ASSIGNMENT = Look through the entries for the string "ReconciliationEngine" and copy every line where it shows up.
─── DATA LISTING ───
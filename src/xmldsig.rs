//! Enveloped XML-DSig signatures for NFS-e documents.
//!
//! Profile used by the national NFS-e layout: Canonical XML 1.0, SHA-1
//! digest, RSA-SHA1 signature and the signing certificate embedded as
//! `X509Certificate`.

mod c14n;
mod error;
mod signer;
#[cfg(test)]
mod tests;
mod utils;
mod verifier;

pub use c14n::canonicalize;
pub use error::Error;
pub use signer::{Signable, XmlSigner};
pub use utils::{element_text, reinject_namespace};
pub use verifier::{Diagnosis, VerificationReport, verify};

use serde::{Deserialize, Serialize};

pub type Result<T> = std::result::Result<T, Error>;

pub mod algorithms {
    pub const C14N: &str = "http://www.w3.org/TR/2001/REC-xml-c14n-20010315";
    pub const SHA1: &str = "http://www.w3.org/2000/09/xmldsig#sha1";
    pub const RSA_SHA1: &str = "http://www.w3.org/2000/09/xmldsig#rsa-sha1";
    pub const ENVELOPED_SIGNATURE: &str = "http://www.w3.org/2000/09/xmldsig#enveloped-signature";
}

pub mod ns {
    pub const NFSE: &str = "http://www.sped.fazenda.gov.br/nfse";
    pub const DS: &str = "http://www.w3.org/2000/09/xmldsig#";
}

#[derive(Debug, Clone, Serialize, Deserialize)]
pub struct Signature {
    #[serde(rename = "SignedInfo")]
    pub signed_info: SignedInfo,

    #[serde(rename = "SignatureValue")]
    pub signature_value: String,

    #[serde(rename = "KeyInfo")]
    pub key_info: KeyInfo,
}

#[derive(Debug, Clone, Serialize, Deserialize)]
pub struct SignedInfo {
    #[serde(rename = "@xmlns", default, skip_serializing_if = "String::is_empty")]
    pub xmlns: String,

    #[serde(rename = "CanonicalizationMethod")]
    pub canon_method: Algorithm,

    #[serde(rename = "SignatureMethod")]
    pub signature_method: Algorithm,

    #[serde(rename = "Reference")]
    pub reference: Reference,
}

#[derive(Debug, Clone, Serialize, Deserialize)]
pub struct Algorithm {
    #[serde(rename = "@Algorithm")]
    pub algorithm: String,
}

impl Algorithm {
    fn new(uri: &str) -> Self {
        Self {
            algorithm: uri.to_string(),
        }
    }
}

#[derive(Debug, Clone, Serialize, Deserialize)]
pub struct Reference {
    #[serde(rename = "@URI")]
    pub uri: String,

    #[serde(rename = "Transforms", default)]
    pub transforms: Transforms,

    #[serde(rename = "DigestMethod")]
    pub digest_method: Algorithm,

    #[serde(rename = "DigestValue")]
    pub digest_value: String,
}

#[derive(Debug, Clone, Default, Serialize, Deserialize)]
pub struct Transforms {
    #[serde(rename = "Transform", default)]
    pub transform: Vec<Algorithm>,
}

#[derive(Debug, Clone, Serialize, Deserialize)]
pub struct KeyInfo {
    #[serde(rename = "X509Data")]
    pub x509_data: X509Data,
}

#[derive(Debug, Clone, Serialize, Deserialize)]
pub struct X509Data {
    #[serde(rename = "X509Certificate")]
    pub certificate: String,
}
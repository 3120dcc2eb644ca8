use ::redis::RedisError;
use async_trait::async_trait;
use uuid::Uuid;

mod memory;
mod redis;

pub use memory::MemoryStore;
pub use redis::RedisStore;

use crate::domain::models::{Client, Company, Invoice, Sale};

pub type Result<T> = std::result::Result<T, StoreError>;

/// Error type for store operations.
#[derive(Debug, thiserror::Error)]
pub enum StoreError {
    #[error("storage backend error: {0}")]
    Backend(String),
    #[error("stored record could not be (de)serialized: {0}")]
    Serialization(#[from] serde_json::Error),
    #[error("{0}")]
    Conflict(String),
}

impl From<RedisError> for StoreError {
    fn from(error: RedisError) -> Self {
        Self::Backend(error.to_string())
    }
}

/// Persistence of tenants, sales and invoices.
///
/// There is intentionally no way to delete an invoice: every emission
/// attempt stays on record.
#[async_trait]
pub trait Store: Send + Sync {
    async fn company(&self, id: Uuid) -> Result<Option<Company>>;

    async fn save_company(&self, company: &Company) -> Result<()>;

    async fn client(&self, id: Uuid) -> Result<Option<Client>>;

    /// Saves a client, merging it into the existing record when the company
    /// already has a client with the same document. Returns the stored
    /// record.
    async fn save_client(&self, client: &Client) -> Result<Client>;

    async fn sale(&self, id: Uuid) -> Result<Option<Sale>>;

    async fn save_sale(&self, sale: &Sale) -> Result<()>;

    async fn invoice(&self, id: Uuid) -> Result<Option<Invoice>>;

    /// Invoices of a sale, oldest first.
    async fn invoices_for_sale(&self, sale_id: Uuid) -> Result<Vec<Invoice>>;

    /// Inserts or updates an invoice. Fails with [`StoreError::Conflict`]
    /// when its access key already belongs to another invoice.
    async fn save_invoice(&self, invoice: &Invoice) -> Result<()>;

    /// Next DPS number of the company series, starting at 1.
    async fn next_dps_number(&self, company_id: Uuid, serie: &str) -> Result<u64>;
}

pub(crate) fn normalize_document(document: &str) -> String {
    document.chars().filter(char::is_ascii_digit).collect()
}

pub(crate) fn access_key_conflict(key: &str) -> StoreError {
    StoreError::Conflict(format!("access key {key} already belongs to another invoice"))
}
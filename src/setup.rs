use std::sync::Arc;
use std::time::Duration;

use color_eyre::eyre::{Context, eyre};
use secrecy::ExposeSecret;

use crate::adapters::{
    CommandPortalRenderer, DisabledPortal, HttpPlanOracle, StaticTaxLookup, UnlimitedPlan,
};
use crate::config::Config;
use crate::domain::engine::ReconciliationEngine;
use crate::domain::ports::{LogSink, PlanOracle, PortalRenderer, TaxLookup};
use crate::emissor::{SimuladoEmissor, StrategyFactory};
use crate::store::{MemoryStore, RedisStore, Store};
use crate::vault::CredentialVault;

/// Fixed key for local development only.
const DEVELOPMENT_VAULT_KEY: &str =
    "6e6673652d7365727665722d646576656c6f706d656e742d6b65792d30303031";

/// Wires the engine and its collaborators from configuration.
pub async fn setup(config: &Config) -> color_eyre::Result<ReconciliationEngine> {
    let (store, logs): (Arc<dyn Store>, Arc<dyn LogSink>) = if let Some(redis_config) =
        &config.redis
    {
        tracing::info!("Redis URI provided, using Redis for storage.");
        let redis_conn = redis_config
            .start()
            .await
            .wrap_err("Failed to start Redis")?;
        let store = Arc::new(RedisStore::new(redis_conn));
        (store.clone(), store)
    } else {
        tracing::info!("No Redis URI, using in-memory storage.");
        let store = Arc::new(MemoryStore::new());
        (store.clone(), store)
    };

    let vault = match &config.vault.key {
        Some(key) => CredentialVault::new(key.expose_secret()).wrap_err("Invalid vault key")?,
        None if config.is_production() => {
            return Err(eyre!("vault.key is required in production"));
        }
        None => {
            tracing::warn!(
                "!!! No vault.key configured: certificates are encrypted with the DEVELOPMENT key. \
                 Never use this setup with real certificates !!!"
            );
            CredentialVault::new(DEVELOPMENT_VAULT_KEY).wrap_err("Invalid development vault key")?
        }
    };

    let tax: Arc<dyn TaxLookup> = match &config.tax.table_path {
        Some(path) => {
            tracing::info!(path, "Loading municipal tax table");
            Arc::new(StaticTaxLookup::from_file(path).wrap_err("Failed to load tax table")?)
        }
        None => Arc::new(StaticTaxLookup::with_defaults()),
    };

    let plan: Arc<dyn PlanOracle> = match &config.plan {
        Some(plan) => Arc::new(
            HttpPlanOracle::new(&plan.url, Duration::from_secs(plan.timeout_secs))
                .wrap_err("Failed to build the plan client")?,
        ),
        None => {
            tracing::info!("No plan service configured, every action is allowed.");
            Arc::new(UnlimitedPlan)
        }
    };

    let portal: Arc<dyn PortalRenderer> = match &config.portal {
        Some(portal) => Arc::new(CommandPortalRenderer::new(
            &portal.command,
            portal.args.clone(),
            Duration::from_secs(portal.timeout_secs),
        )),
        None => Arc::new(DisabledPortal),
    };

    let mut emissors = StrategyFactory::new(
        config.nfse.production.endpoints(),
        config.nfse.restricted.endpoints(),
        config.nfse.transport(),
    );
    if config.nfse.simulate_sandbox {
        if config.is_production() {
            tracing::warn!("Sandbox companies are served by the simulator in production.");
        }
        emissors = emissors.simulate_sandbox(Arc::new(SimuladoEmissor::new()));
    }

    Ok(
        ReconciliationEngine::new(Arc::new(vault), store, logs, tax, Arc::new(emissors))
            .with_plan(plan)
            .with_portal(portal),
    )
}

#[cfg(test)]
mod tests {
    use std::collections::HashMap;

    use super::*;

    #[tokio::test]
    async fn test_production_requires_vault_key() {
        let mut vars = HashMap::new();
        vars.insert("app.environment".to_string(), "production".to_string());
        let config = Config::load_with_sources(Some(vars)).unwrap();

        let Err(err) = setup(&config).await else {
            panic!("setup must fail without a vault key in production");
        };
        assert!(err.to_string().contains("vault.key"));
    }

    #[tokio::test]
    async fn test_development_setup() {
        let config = Config::load_with_sources(Some(HashMap::new())).unwrap();
        assert!(setup(&config).await.is_ok());
    }

    #[test]
    fn test_development_key_is_valid() {
        assert!(CredentialVault::new(DEVELOPMENT_VAULT_KEY).is_ok());
    }
}
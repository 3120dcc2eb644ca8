/// Errors raised while producing or inspecting an XML signature.
#[derive(Debug, thiserror::Error)]
pub enum Error {
    #[error("XML processing error: {0}")]
    Xml(String),

    #[error("Crypto error: {0}")]
    Crypto(#[from] crate::crypto::Error),

    #[error("Base64 decode error: {0}")]
    Base64(#[from] base64::DecodeError),

    #[error("UTF-8 error: {0}")]
    Utf8(#[from] std::str::Utf8Error),

    #[error("Invalid data: {0}")]
    Invalid(String),
}

impl From<quick_xml::Error> for Error {
    fn from(err: quick_xml::Error) -> Self {
        Error::Xml(err.to_string())
    }
}

impl From<quick_xml::DeError> for Error {
    fn from(err: quick_xml::DeError) -> Self {
        Error::Xml(err.to_string())
    }
}

impl From<quick_xml::SeError> for Error {
    fn from(err: quick_xml::SeError) -> Self {
        Error::Xml(err.to_string())
    }
}

impl From<quick_xml::events::attributes::AttrError> for Error {
    fn from(err: quick_xml::events::attributes::AttrError) -> Self {
        Error::Xml(err.to_string())
    }
}

impl From<std::io::Error> for Error {
    fn from(err: std::io::Error) -> Self {
        Error::Xml(err.to_string())
    }
}

impl From<std::string::FromUtf8Error> for Error {
    fn from(err: std::string::FromUtf8Error) -> Self {
        Error::Utf8(err.utf8_error())
    }
}
use async_trait::async_trait;
use tracing::info;

use crate::domain::models::{Invoice, Sale};
use crate::domain::ports::LifecycleHooks;

/// Hooks that only trace the transition.
#[derive(Debug, Clone, Copy, Default)]
pub struct NoopHooks;

#[async_trait]
impl LifecycleHooks for NoopHooks {
    async fn on_authorized(&self, sale: &Sale, invoice: &Invoice) {
        info!(sale_id = %sale.id, invoice_id = %invoice.id, "Invoice authorized");
    }

    async fn on_cancelled(&self, sale: &Sale, invoice: &Invoice) {
        info!(sale_id = %sale.id, invoice_id = %invoice.id, "Invoice cancelled");
    }
}
use std::process::Stdio;
use std::time::Duration;

use async_trait::async_trait;
use base64::Engine;
use base64::engine::general_purpose::STANDARD;
use secrecy::{ExposeSecret, SecretString};
use serde::Serialize;
use tokio::io::AsyncWriteExt;
use tokio::process::Command;
use tracing::{info, warn};

use crate::domain::ports::{PortalError, PortalRenderer};

const PDF_MAGIC: &[u8] = b"%PDF";

/// Runs an external portal automation command.
///
/// The command receives `{ access_key, pfx_base64, password }` as JSON on
/// stdin and must write the document to stdout, raw or base64 encoded.
/// Credentials are never put on the command line.
#[derive(Debug, Clone)]
pub struct CommandPortalRenderer {
    program: String,
    args: Vec<String>,
    timeout: Duration,
}

#[derive(Serialize)]
struct PortalRequest<'a> {
    access_key: &'a str,
    pfx_base64: &'a str,
    password: &'a str,
}

impl CommandPortalRenderer {
    pub fn new(program: impl Into<String>, args: Vec<String>, timeout: Duration) -> Self {
        Self {
            program: program.into(),
            args,
            timeout,
        }
    }

    async fn run(&self, request: &[u8]) -> Result<Vec<u8>, PortalError> {
        let mut child = Command::new(&self.program)
            .args(&self.args)
            .stdin(Stdio::piped())
            .stdout(Stdio::piped())
            .stderr(Stdio::piped())
            .kill_on_drop(true)
            .spawn()
            .map_err(|e| PortalError::Failed(format!("cannot start {}: {e}", self.program)))?;

        if let Some(mut stdin) = child.stdin.take() {
            stdin
                .write_all(request)
                .await
                .map_err(|e| PortalError::Failed(format!("cannot write request: {e}")))?;
        }

        let output = child
            .wait_with_output()
            .await
            .map_err(|e| PortalError::Failed(e.to_string()))?;

        if !output.status.success() {
            let stderr = String::from_utf8_lossy(&output.stderr);
            return Err(PortalError::Failed(format!(
                "exited with {}: {}",
                output.status,
                stderr.trim()
            )));
        }
        decode_document(output.stdout)
    }
}

fn decode_document(stdout: Vec<u8>) -> Result<Vec<u8>, PortalError> {
    if stdout.starts_with(PDF_MAGIC) {
        return Ok(stdout);
    }
    let text: Vec<u8> = stdout
        .into_iter()
        .filter(|b| !b.is_ascii_whitespace())
        .collect();
    let decoded = STANDARD
        .decode(&text)
        .map_err(|_| PortalError::Failed("output is neither a PDF nor base64".into()))?;
    if decoded.is_empty() {
        return Err(PortalError::Failed("empty document".into()));
    }
    Ok(decoded)
}

#[async_trait]
impl PortalRenderer for CommandPortalRenderer {
    async fn download_official_artifact(
        &self,
        access_key: &str,
        pfx_base64: &SecretString,
        password: &SecretString,
    ) -> Result<Vec<u8>, PortalError> {
        let request = serde_json::to_vec(&PortalRequest {
            access_key,
            pfx_base64: pfx_base64.expose_secret(),
            password: password.expose_secret(),
        })
        .map_err(|e| PortalError::Failed(e.to_string()))?;

        info!(access_key, program = %self.program, "Requesting official document from the portal");
        match tokio::time::timeout(self.timeout, self.run(&request)).await {
            Ok(result) => result,
            Err(_) => {
                warn!(access_key, "Portal renderer timed out");
                Err(PortalError::Timeout(self.timeout.as_secs()))
            }
        }
    }
}

/// Used when no portal command is configured.
#[derive(Debug, Clone, Copy, Default)]
pub struct DisabledPortal;

#[async_trait]
impl PortalRenderer for DisabledPortal {
    async fn download_official_artifact(
        &self,
        _access_key: &str,
        _pfx_base64: &SecretString,
        _password: &SecretString,
    ) -> Result<Vec<u8>, PortalError> {
        Err(PortalError::Unavailable)
    }
}

#[cfg(all(test, unix))]
mod tests {
    use super::*;

    fn secret(value: &str) -> SecretString {
        SecretString::from(value.to_string())
    }

    fn shell(script: &str, timeout: Duration) -> CommandPortalRenderer {
        CommandPortalRenderer::new("sh", vec!["-c".into(), script.into()], timeout)
    }

    #[tokio::test]
    async fn test_raw_pdf_output() {
        let renderer = shell("cat > /dev/null; printf '%%PDF-1.4 test'", Duration::from_secs(5));
        let document = renderer
            .download_official_artifact("KEY", &secret("pfx"), &secret("pw"))
            .await
            .unwrap();
        assert!(document.starts_with(PDF_MAGIC));
    }

    #[tokio::test]
    async fn test_credentials_travel_on_stdin() {
        // Echoes the request back base64 encoded
        let renderer = shell("base64", Duration::from_secs(5));
        let document = renderer
            .download_official_artifact("KEY", &secret("pfx-data"), &secret("s3cret"))
            .await
            .unwrap();
        let request: serde_json::Value = serde_json::from_slice(&document).unwrap();
        assert_eq!(request["access_key"], "KEY");
        assert_eq!(request["password"], "s3cret");
    }

    #[tokio::test]
    async fn test_failing_command() {
        let renderer = shell("cat > /dev/null; echo boom >&2; exit 3", Duration::from_secs(5));
        let err = renderer
            .download_official_artifact("KEY", &secret("pfx"), &secret("pw"))
            .await
            .unwrap_err();
        assert!(matches!(err, PortalError::Failed(msg) if msg.contains("boom")));
    }

    #[tokio::test]
    async fn test_timeout() {
        let renderer = shell("sleep 5", Duration::from_millis(200));
        let err = renderer
            .download_official_artifact("KEY", &secret("pfx"), &secret("pw"))
            .await
            .unwrap_err();
        assert!(matches!(err, PortalError::Timeout(_)));
    }

    #[tokio::test]
    async fn test_disabled_portal() {
        let err = DisabledPortal
            .download_official_artifact("KEY", &secret("pfx"), &secret("pw"))
            .await
            .unwrap_err();
        assert!(matches!(err, PortalError::Unavailable));
    }
}
//! Invocation of the approximate model counter (ApproxMC) and parsing of its
//! output stream.
//!
//! Recognized output lines:
//!
//! ```text
//! [appmc] FINISHED AppMC T: <time> s
//! ... i.e. we got exact count ...
//! [appmc] Number of solutions is: <A>*2**<B>
//! ```

use std::fmt;
use std::fs::File;
use std::path::PathBuf;
use std::process::{Child, Command, Stdio};

use log::info;
use num_bigint::BigUint;

use crate::error::{Error, Result};
use crate::reduce::render;

pub const DEFAULT_APPROXMC: &str = "./approxmc";
pub const DEFAULT_EPSILON: f64 = 0.8;
pub const DEFAULT_DELTA: f64 = 0.2;

const FINISHED_PREFIX: &str = "[appmc] FINISHED AppMC T:";
const EXACT_MARKER: &str = "i.e. we got exact count";
const SOLUTIONS_PREFIX: &str = "[appmc] Number of solutions is:";

/// The approximate counting collaborator.
#[derive(Debug, Clone, PartialEq)]
pub struct ApproxMc {
    pub program: PathBuf,
    /// Tolerance: the count is within a factor `1 + epsilon` of the truth.
    pub epsilon: f64,
    /// Confidence: the tolerance holds with probability at least `1 - delta`.
    pub delta: f64,
}

impl Default for ApproxMc {
    fn default() -> Self {
        Self {
            program: PathBuf::from(DEFAULT_APPROXMC),
            epsilon: DEFAULT_EPSILON,
            delta: DEFAULT_DELTA,
        }
    }
}

impl ApproxMc {
    pub fn new(program: impl Into<PathBuf>) -> Self {
        Self {
            program: program.into(),
            ..Self::default()
        }
    }

    /// Command-line flags; epsilon and delta are only passed when they differ
    /// from the counter's own defaults.
    pub fn to_args(&self) -> Vec<String> {
        let mut args = vec!["--sparse".to_string(), "1".to_string()];
        if self.epsilon != DEFAULT_EPSILON {
            args.push("--epsilon".to_string());
            args.push(self.epsilon.to_string());
        }
        if self.delta != DEFAULT_DELTA {
            args.push("--delta".to_string());
            args.push(self.delta.to_string());
        }
        args
    }

    pub fn command(&self) -> Command {
        let mut cmd = Command::new(&self.program);
        cmd.args(self.to_args());
        cmd
    }

    /// Spawns the counter with `formula` as its standard input.
    pub fn spawn(&self, formula: File) -> Result<Child> {
        spawn(self.command(), formula)
    }
}

/// Spawns `cmd` reading from `formula` with a piped standard output.
pub fn spawn(mut cmd: Command, formula: File) -> Result<Child> {
    info!("[DeWeight] {}", render(&cmd));
    let program = PathBuf::from(cmd.get_program());
    cmd.stdin(formula)
        .stdout(Stdio::piped())
        .spawn()
        .map_err(|source| Error::Launch { program, source })
}

/// A solution count reported as `mantissa * 2^exponent`.
#[derive(Debug, Clone, Eq, PartialEq)]
pub struct Solutions {
    pub mantissa: BigUint,
    pub exponent: u32,
}

impl Solutions {
    /// Parses the `A*2**B` form.
    pub fn parse(s: &str) -> Option<Solutions> {
        let (mantissa, power) = s.split_once('*')?;
        let exponent = power.strip_prefix("2**")?;
        Some(Solutions {
            mantissa: mantissa.parse().ok()?,
            exponent: exponent.parse().ok()?,
        })
    }

    /// Returns `mantissa * 2^exponent`.
    pub fn value(&self) -> BigUint {
        &self.mantissa << self.exponent
    }
}

impl fmt::Display for Solutions {
    fn fmt(&self, f: &mut fmt::Formatter<'_>) -> fmt::Result {
        write!(f, "{}", self.value())
    }
}

/// A recognized line of counter output.
#[derive(Debug, Clone, PartialEq)]
pub enum CounterEvent {
    /// Elapsed time, as reported.
    Finished(String),
    Exact,
    Solutions(Solutions),
}

impl CounterEvent {
    /// Parses a single line of counter output.
    ///
    /// Returns `Ok(None)` for unrecognized lines, and an error for lines with a
    /// known prefix but an unexpected shape.
    pub fn parse(line: &str) -> Result<Option<CounterEvent>> {
        if line.starts_with(FINISHED_PREFIX) {
            let tokens: Vec<&str> = line.split_whitespace().collect();
            // "[appmc] FINISHED AppMC T:" followed by "<time> <units>"
            if tokens.len() < 6 {
                return Err(Error::counter_output(line, "expected `<time> <units>`"));
            }
            Ok(Some(CounterEvent::Finished(tokens[tokens.len() - 2].to_string())))
        } else if line.contains(EXACT_MARKER) {
            Ok(Some(CounterEvent::Exact))
        } else if line.starts_with(SOLUTIONS_PREFIX) {
            let last = line
                .split_whitespace()
                .last()
                .ok_or_else(|| Error::counter_output(line, "missing count"))?;
            let solutions = Solutions::parse(last).ok_or_else(|| Error::counter_output(line, "expected `A*2**B`"))?;
            Ok(Some(CounterEvent::Solutions(solutions)))
        } else {
            Ok(None)
        }
    }
}

/// The final count, together with whether the counter certified it exact.
#[derive(Debug, Clone, Eq, PartialEq)]
pub struct CountResult {
    pub solutions: Solutions,
    pub exact: bool,
}

#[cfg(test)]
mod tests {
    use num_bigint::ToBigUint;

    use super::*;

    #[test]
    fn test_args_default() {
        let approxmc = ApproxMc::default();
        assert_eq!(approxmc.to_args(), vec!["--sparse", "1"]);
    }

    #[test]
    fn test_args_custom() {
        let approxmc = ApproxMc {
            epsilon: 0.5,
            delta: 0.05,
            ..ApproxMc::new("/opt/approxmc")
        };
        assert_eq!(
            approxmc.to_args(),
            vec!["--sparse", "1", "--epsilon", "0.5", "--delta", "0.05"]
        );
        assert_eq!(
            render(&approxmc.command()),
            "/opt/approxmc --sparse 1 --epsilon 0.5 --delta 0.05"
        );
    }

    #[test]
    fn test_args_only_delta() {
        let approxmc = ApproxMc {
            delta: 0.1,
            ..ApproxMc::default()
        };
        assert_eq!(approxmc.to_args(), vec!["--sparse", "1", "--delta", "0.1"]);
    }

    #[test]
    fn test_default_program_resolves_from_working_directory() {
        let cmd = ApproxMc::default().command();
        assert_eq!(cmd.get_program(), DEFAULT_APPROXMC);
        assert_eq!(cmd.get_current_dir(), None);
    }

    #[test]
    fn test_solutions_parse() {
        let s = Solutions::parse("3*2**2").unwrap();
        assert_eq!(s.mantissa, 3.to_biguint().unwrap());
        assert_eq!(s.exponent, 2);
        assert_eq!(s.value(), 12.to_biguint().unwrap());
        assert_eq!(s.to_string(), "12");
    }

    #[test]
    fn test_solutions_zero_exponent() {
        let s = Solutions::parse("417*2**0").unwrap();
        assert_eq!(s.value(), 417.to_biguint().unwrap());
    }

    #[test]
    fn test_solutions_large() {
        let s = Solutions::parse("5*2**100").unwrap();
        let expected = 5.to_biguint().unwrap() * 2.to_biguint().unwrap().pow(100);
        assert_eq!(s.value(), expected);
        assert_eq!(Solutions::parse("1*2**1099").unwrap().value().bits(), 1100);
    }

    #[test]
    fn test_solutions_malformed() {
        for s in ["", "12", "3*2", "3*3**2", "x*2**2", "3*2**y", "3*2**-1", "-3*2**1"] {
            assert_eq!(Solutions::parse(s), None, "{:?}", s);
        }
    }

    #[test]
    fn test_event_finished() {
        let e = CounterEvent::parse("[appmc] FINISHED AppMC T: 0.04 s").unwrap();
        assert_eq!(e, Some(CounterEvent::Finished("0.04".to_string())));
        assert!(CounterEvent::parse("[appmc] FINISHED AppMC T:").is_err());
    }

    #[test]
    fn test_event_exact() {
        let line = "[appmc] Found exact count, i.e. we got exact count, no need to continue";
        assert_eq!(CounterEvent::parse(line).unwrap(), Some(CounterEvent::Exact));
    }

    #[test]
    fn test_event_solutions() {
        let e = CounterEvent::parse("[appmc] Number of solutions is: 3*2**2").unwrap();
        assert_eq!(e, Some(CounterEvent::Solutions(Solutions::parse("3*2**2").unwrap())));
        assert!(matches!(
            CounterEvent::parse("[appmc] Number of solutions is: twelve"),
            Err(Error::CounterOutput { .. })
        ));
    }

    #[test]
    fn test_event_ignored() {
        for line in ["", "c o ApproxMC version 4", "[appmc] Using start iteration 0", "s mc 12"] {
            assert_eq!(CounterEvent::parse(line).unwrap(), None, "{:?}", line);
        }
    }
}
───
ANSWER BELOW =
use crate::domain::engine::ReconciliationEngine;
pub async fn setup(config: &Config) -> color_eyre::Result<ReconciliationEngine> {
        ReconciliationEngine::new(Arc::new(vault), store, logs, tax, Arc::new(emissors))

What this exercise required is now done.